What is a Family Peer Support Worker?

What is a Family Peer Support Worker?

A family peer support worker has been formally trained and is an expert through lived experience who provides support grounded in mutual understanding, shared experience and non-judgemental practice.

Family peer support workers provide one to one family peer support, this support includes emotional support, practical coping skills, information and advice around how to navigate the mental health service and linking with appropriate community resources.  We engage with family members, focusing on their strengths and meeting the person where they are at so that they can find their own meaning of recovery.
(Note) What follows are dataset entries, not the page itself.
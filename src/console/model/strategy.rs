use serde::{Deserialize, Serialize};

/// GET /strategies 响应
#[derive(Serialize, Deserialize, Debug, Clone, Default)]
pub struct StrategiesEnvelope {
    #[serde(default)]
    pub ts: String,
    #[serde(default)]
    pub strategies: Vec<StrategySummary>,
}

/// 单个策略的只读投影，由执行器每个 tick 写入、轮询读出
///
/// 错误相关字段仅在 status=error 时有值，视图层通过
/// `metrics_service::error_detail` 做一致性收敛。
#[derive(Serialize, Deserialize, Debug, Clone, Default)]
pub struct StrategySummary {
    pub name: String,
    #[serde(default)]
    pub status: StrategyStatus,
    /// 后端尚未确认的控制意图，如 "pause"；用于渲染 pending 标记
    #[serde(default)]
    pub control_intent: Option<String>,
    #[serde(default)]
    pub pnl: f64,
    /// 分配资金
    #[serde(default)]
    pub alloc: Option<f64>,
    #[serde(default)]
    pub open_qty: f64,
    #[serde(default)]
    pub avg_entry: Option<f64>,
    #[serde(default)]
    pub ltp: Option<f64>,
    #[serde(default)]
    pub win_rate: f64,
    #[serde(default)]
    pub trades: i64,
    #[serde(default)]
    pub delta: f64,
    #[serde(default)]
    pub drawdown: Option<f64>,
    #[serde(default)]
    pub max_dd: Option<f64>,
    #[serde(default)]
    pub risk_pct: f64,
    /// 方向偏好 BULL/BEAR/NEUTRAL
    #[serde(default)]
    pub direction: Option<String>,
    #[serde(default)]
    pub signal: Option<String>,
    #[serde(default)]
    pub symbol: Option<String>,
    #[serde(rename = "type", default)]
    pub strategy_type: Option<String>,
    #[serde(default)]
    pub last_trade: Option<String>,
    /// 权益曲线，时间升序
    #[serde(default)]
    pub equity: Vec<f64>,
    // 错误字段，仅 status=error 时由后端填充
    #[serde(default)]
    pub error_msg: Option<String>,
    #[serde(default)]
    pub error_trace: Option<String>,
    #[serde(default)]
    pub error_count: Option<i64>,
    #[serde(default)]
    pub last_good_trade: Option<String>,
    #[serde(default)]
    pub restart_count: i64,
    #[serde(default)]
    pub auto_restart: Option<bool>,
}

/// 策略状态
#[derive(Debug, Clone, Copy, PartialEq, Eq, Serialize, Deserialize, Default)]
#[serde(rename_all = "lowercase")]
pub enum StrategyStatus {
    /// 运行中
    #[default]
    Running,
    /// 暂停
    Paused,
    /// 错误（仅由后端进入/退出，客户端不会主动置为 error）
    Error,
    /// 已停止
    Stopped,
}

impl StrategyStatus {
    pub fn as_str(&self) -> &'static str {
        match self {
            StrategyStatus::Running => "running",
            StrategyStatus::Paused => "paused",
            StrategyStatus::Error => "error",
            StrategyStatus::Stopped => "stopped",
        }
    }

    /// 操作员允许发起的状态转换表
    ///
    /// running→paused, running→stopped, paused→running, paused→stopped,
    /// error→running（resume 隐含重启）, stopped→running（start）。
    /// 其余组合一律在派发边界拒绝。
    pub fn allows(&self, action: StrategyAction) -> bool {
        matches!(
            (self, action),
            (StrategyStatus::Running, StrategyAction::Pause)
                | (StrategyStatus::Running, StrategyAction::Stop)
                | (StrategyStatus::Paused, StrategyAction::Resume)
                | (StrategyStatus::Paused, StrategyAction::Stop)
                | (StrategyStatus::Error, StrategyAction::Resume)
                | (StrategyStatus::Stopped, StrategyAction::Start)
        )
    }
}

impl std::str::FromStr for StrategyStatus {
    type Err = String;

    fn from_str(s: &str) -> Result<Self, Self::Err> {
        match s.to_lowercase().as_str() {
            "running" => Ok(StrategyStatus::Running),
            "paused" => Ok(StrategyStatus::Paused),
            "error" => Ok(StrategyStatus::Error),
            "stopped" => Ok(StrategyStatus::Stopped),
            _ => Err(format!("Unknown strategy status: {}", s)),
        }
    }
}

/// 针对单个策略的控制动作，对应 POST /strategies/{name}/{action}
#[derive(Debug, Clone, Copy, PartialEq, Eq, Serialize, Deserialize)]
#[serde(rename_all = "lowercase")]
pub enum StrategyAction {
    Pause,
    Resume,
    Stop,
    Start,
}

impl StrategyAction {
    pub fn as_str(&self) -> &'static str {
        match self {
            StrategyAction::Pause => "pause",
            StrategyAction::Resume => "resume",
            StrategyAction::Stop => "stop",
            StrategyAction::Start => "start",
        }
    }

    /// pause/stop 会影响持仓处理，必须经操作员确认后才触达传输层
    pub fn requires_confirmation(&self) -> bool {
        matches!(self, StrategyAction::Pause | StrategyAction::Stop)
    }
}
Family peer support workers also provide opportunities for family members, carers and supporters of people with mental health challenges to meet through organising wellness days, group work and information evenings, which you can read about here.

Family members, carers and supporters who reach out, educate themselves and meet others with similar experiences, better support their own recovery, wellness and reduced sense of stigma.

Family peer support service in Mayo, Galway, Roscommon and nationally, provide support and guidance to family members, carers and supporters when a loved one is unwell and currently engaged with the Adult Mental Health services.

Family peer support workers also advocate for change in the mental health service to ensure that family members, carers and supporters are fully involved in the development of services and service provision.

“Your present circumstances don’t determine where you can go: they merely determine where you start.”